The defence secretary, John Healey, has said there is no automatic right to resettlement for Afghans named in a leaked Ministry of Defence database, as the former Conservative ministers Ben Wallace and Johnny Mercer clashed over whether “thousands of people with little or tenuous links” had been admitted to Britain.

The controversy revolves around a dataset containing the personal information of nearly 19,000 people who applied for the Afghan relocations and assistance policy (Arap) that was released “in error” in February 2022 by a British defence official.

The MoD only became aware of the breach when excerpts from the dataset were posted anonymously on a Facebook group in August 2023, and a superinjunction was granted at the high court in an attempt to prevent the Taliban from finding out about the leak.

Healey told Sky News: “Most of those names on the list were people who didn’t work alongside our forces, didn’t serve with our forces, aren’t eligible for the special scheme that Britain put in place quite rightly to recognise that duty we owe those brave Afghans who supported our forces.

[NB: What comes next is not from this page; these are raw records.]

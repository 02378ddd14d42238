//! Tolerant field decoders for backend payloads.
//!
//! The backend omits fields, sends `null`, or sends numbers where strings are
//! expected (mobile numbers especially). These decoders map anything they
//! cannot use to the field's default instead of failing the whole payload.

use serde::de::DeserializeOwned;
use serde::{Deserialize, Deserializer};
use serde_json::Value;

use super::id::NodeId;

/// Strings as-is, numbers in their decimal form, everything else `None`.
pub fn scalar_string(value: &Value) -> Option<String> {
    match value {
        Value::String(s) => Some(s.clone()),
        Value::Number(n) => Some(n.to_string()),
        _ => None,
    }
}

/// Decode a JSON array element-wise, dropping elements that do not decode.
/// Anything other than an array yields an empty list.
pub fn array_of<T: DeserializeOwned>(value: &Value) -> Vec<T> {
    value
        .as_array()
        .map(|items| {
            items
                .iter()
                .filter(|item| item.is_object())
                .filter_map(|item| serde_json::from_value(item.clone()).ok())
                .collect()
        })
        .unwrap_or_default()
}

pub fn string<'de, D: Deserializer<'de>>(d: D) -> Result<String, D::Error> {
    let value = Value::deserialize(d)?;
    Ok(scalar_string(&value).unwrap_or_default())
}

/// Like [`string`] but empty values become `None`.
pub fn optional_string<'de, D: Deserializer<'de>>(d: D) -> Result<Option<String>, D::Error> {
    let value = Value::deserialize(d)?;
    Ok(scalar_string(&value).filter(|s| !s.is_empty()))
}

pub fn node_id<'de, D: Deserializer<'de>>(d: D) -> Result<NodeId, D::Error> {
    let value = Value::deserialize(d)?;
    let id = match &value {
        Value::Number(n) => n.as_i64(),
        Value::String(s) => s.trim().parse().ok(),
        _ => None,
    };
    Ok(NodeId::new(id.unwrap_or_default()))
}

pub fn list<'de, D, T>(d: D) -> Result<Vec<T>, D::Error>
where
    D: Deserializer<'de>,
    T: DeserializeOwned,
{
    let value = Value::deserialize(d)?;
    Ok(array_of(&value))
}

“Now they’re not eligible for that. Their name is on the dataset, and there was never the plan, to bring everyone on that dataset into this country, and nor should we.”

Asked if the risk posed by the leak could give them a right to claim asylum, he said: “It doesn’t give them a right to claim access to Britain. It doesn’t give them a right to claim asylum. It doesn’t make them eligible for the special scheme that Britain put in place for those who’d worked alongside or served with our forces.”

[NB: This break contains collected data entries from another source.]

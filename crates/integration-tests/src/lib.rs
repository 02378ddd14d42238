//! Integration tests for the PMS admin tools.
//!
//! The tests run the real [`PmsClient`](pms_admin::PmsClient) against
//! [`StubBackend`], an in-process axum server that records every request
//! and answers from per-path queues.
//!
//! # Running Tests
//!
//! ```bash
//! cargo test -p pms-admin-integration-tests
//! ```

use std::collections::{HashMap, VecDeque};
use std::net::SocketAddr;
use std::sync::{Arc, Mutex, PoisonError};

use axum::Router;
use axum::extract::State;
use axum::http::{HeaderMap, Method, StatusCode, Uri, header};
use axum::response::{IntoResponse, Response};
use pms_admin::AdminConfig;
use secrecy::SecretString;
use serde_json::Value;
use tokio::task::JoinHandle;
use url::Url;

/// Token the stub's clients are configured with.
pub const TEST_TOKEN: &str = "integration-test-token";

/// One request received by the stub.
#[derive(Debug, Clone)]
pub struct RecordedRequest {
    pub method: Method,
    pub path: String,
    pub query: Option<String>,
    pub authorization: Option<String>,
    /// Parsed JSON body; `None` for an empty or non-JSON body.
    pub body: Option<Value>,
}

struct StubResponse {
    status: StatusCode,
    body: String,
}

#[derive(Clone, Default)]
struct StubState {
    requests: Arc<Mutex<Vec<RecordedRequest>>>,
    responses: Arc<Mutex<HashMap<String, VecDeque<StubResponse>>>>,
}

/// In-process PMS backend.
///
/// Unqueued paths answer 404 with an `error` message. The server stops
/// when the stub is dropped.
pub struct StubBackend {
    addr: SocketAddr,
    state: StubState,
    handle: JoinHandle<()>,
}

impl StubBackend {
    /// Bind to an ephemeral local port and start serving.
    ///
    /// # Panics
    ///
    /// Panics if the listener cannot be bound.
    #[allow(clippy::expect_used)]
    pub async fn start() -> Self {
        let state = StubState::default();
        let app = Router::new()
            .fallback(handle_request)
            .with_state(state.clone());

        let listener = tokio::net::TcpListener::bind("127.0.0.1:0")
            .await
            .expect("Failed to bind stub backend");
        let addr = listener
            .local_addr()
            .expect("Stub backend has no local address");

        let handle = tokio::spawn(async move {
            let _ = axum::serve(listener, app).await;
        });

        Self {
            addr,
            state,
            handle,
        }
    }

    /// `http://127.0.0.1:<port>`
    ///
    /// # Panics
    ///
    /// Never in practice; the address always forms a valid URL.
    #[must_use]
    #[allow(clippy::expect_used)]
    pub fn base_url(&self) -> Url {
        Url::parse(&format!("http://{}", self.addr)).expect("Invalid stub URL")
    }

    /// Client configuration pointing at the stub.
    #[must_use]
    pub fn config(&self) -> AdminConfig {
        AdminConfig::new(self.base_url(), SecretString::from(TEST_TOKEN))
    }

    /// Queue a response for the next request to `path`.
    pub fn respond(&self, path: &str, status: u16, body: impl Into<String>) {
        let status = StatusCode::from_u16(status).unwrap_or(StatusCode::INTERNAL_SERVER_ERROR);
        self.state
            .responses
            .lock()
            .unwrap_or_else(PoisonError::into_inner)
            .entry(path.to_string())
            .or_default()
            .push_back(StubResponse {
                status,
                body: body.into(),
            });
    }

    /// Queue a JSON response for the next request to `path`.
    pub fn respond_json(&self, path: &str, status: u16, body: &Value) {
        self.respond(path, status, body.to_string());
    }

    /// Requests received so far, in arrival order.
    #[must_use]
    pub fn requests(&self) -> Vec<RecordedRequest> {
        self.state
            .requests
            .lock()
            .unwrap_or_else(PoisonError::into_inner)
            .clone()
    }
}

impl Drop for StubBackend {
    fn drop(&mut self) {
        self.handle.abort();
    }
}

async fn handle_request(
    State(state): State<StubState>,
    method: Method,
    uri: Uri,
    headers: HeaderMap,
    body: String,
) -> Response {
    let path = uri.path().to_string();

    state
        .requests
        .lock()
        .unwrap_or_else(PoisonError::into_inner)
        .push(RecordedRequest {
            method,
            path: path.clone(),
            query: uri.query().map(str::to_string),
            authorization: headers
                .get(header::AUTHORIZATION)
                .and_then(|v| v.to_str().ok())
                .map(str::to_string),
            body: serde_json::from_str(&body).ok(),
        });

    let queued = state
        .responses
        .lock()
        .unwrap_or_else(PoisonError::into_inner)
        .get_mut(&path)
        .and_then(VecDeque::pop_front);

    let (status, body) = queued.map_or_else(
        || {
            (
                StatusCode::NOT_FOUND,
                format!(r#"{{"error":"no stub for {path}"}}"#),
            )
        },
        |r| (r.status, r.body),
    );

    (status, [(header::CONTENT_TYPE, "application/json")], body).into_response()
}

Wallace, who was defence secretary at the time of the leak, denied that the Conservatives applied for a superinjunction. He told the BBC’s Today programme that when ministers went to the high court to stop reporting of the leak, “we applied for a four-month injunction, a normal injunction”.

He said: “I was not in court in September 2023 when the injunction was converted into a superinjunction, so I don’t know why it was converted.”

Healey directly challenged Mercer’s assertion that thousands of Afghans with weak links to the UK had been admitted under the scheme. “It’s not correct. Not in the period I’ve been responsible for this scheme,” he told BBC Radio 4.

“This dataset contained names of many people who had never worked with our forces and were not eligible under the Arap scheme,” Healey said. “Some were simply speculative applications. Their inclusion in the dataset didn’t make them eligible then and doesn’t now.”

Wallace agreed. He told Radio 4’s Today programme: “I don’t think he’s [Mercer] entirely right. Originally, it was assessed there’d be about 12,000 people going spanning the 20 years, plus their families who had been leaked to working directly for the British state … The total number seems to be 18,000. I believe they were the right people.”

Wallace added: “The policy was, we didn’t want the whole Afghan army to come. These were people directly linked to our different parts of our military.”

On Tuesday, Healey told MPs he had been “deeply uncomfortable” with the secrecy imposed by the previous government. “I have been deeply uncomfortable to be constrained from reporting to this house,” he said in parliament. He told broadcasters the following morning: “Accountability starts now.”

Wallace defended the initial decision to seek secrecy, saying: “The most important priority was to protect those people who could have been or were exposed by this data leak in Afghanistan, living amongst the Taliban who had no regard for their safety, or indeed potentially could torture them or murder them. That was my priority.”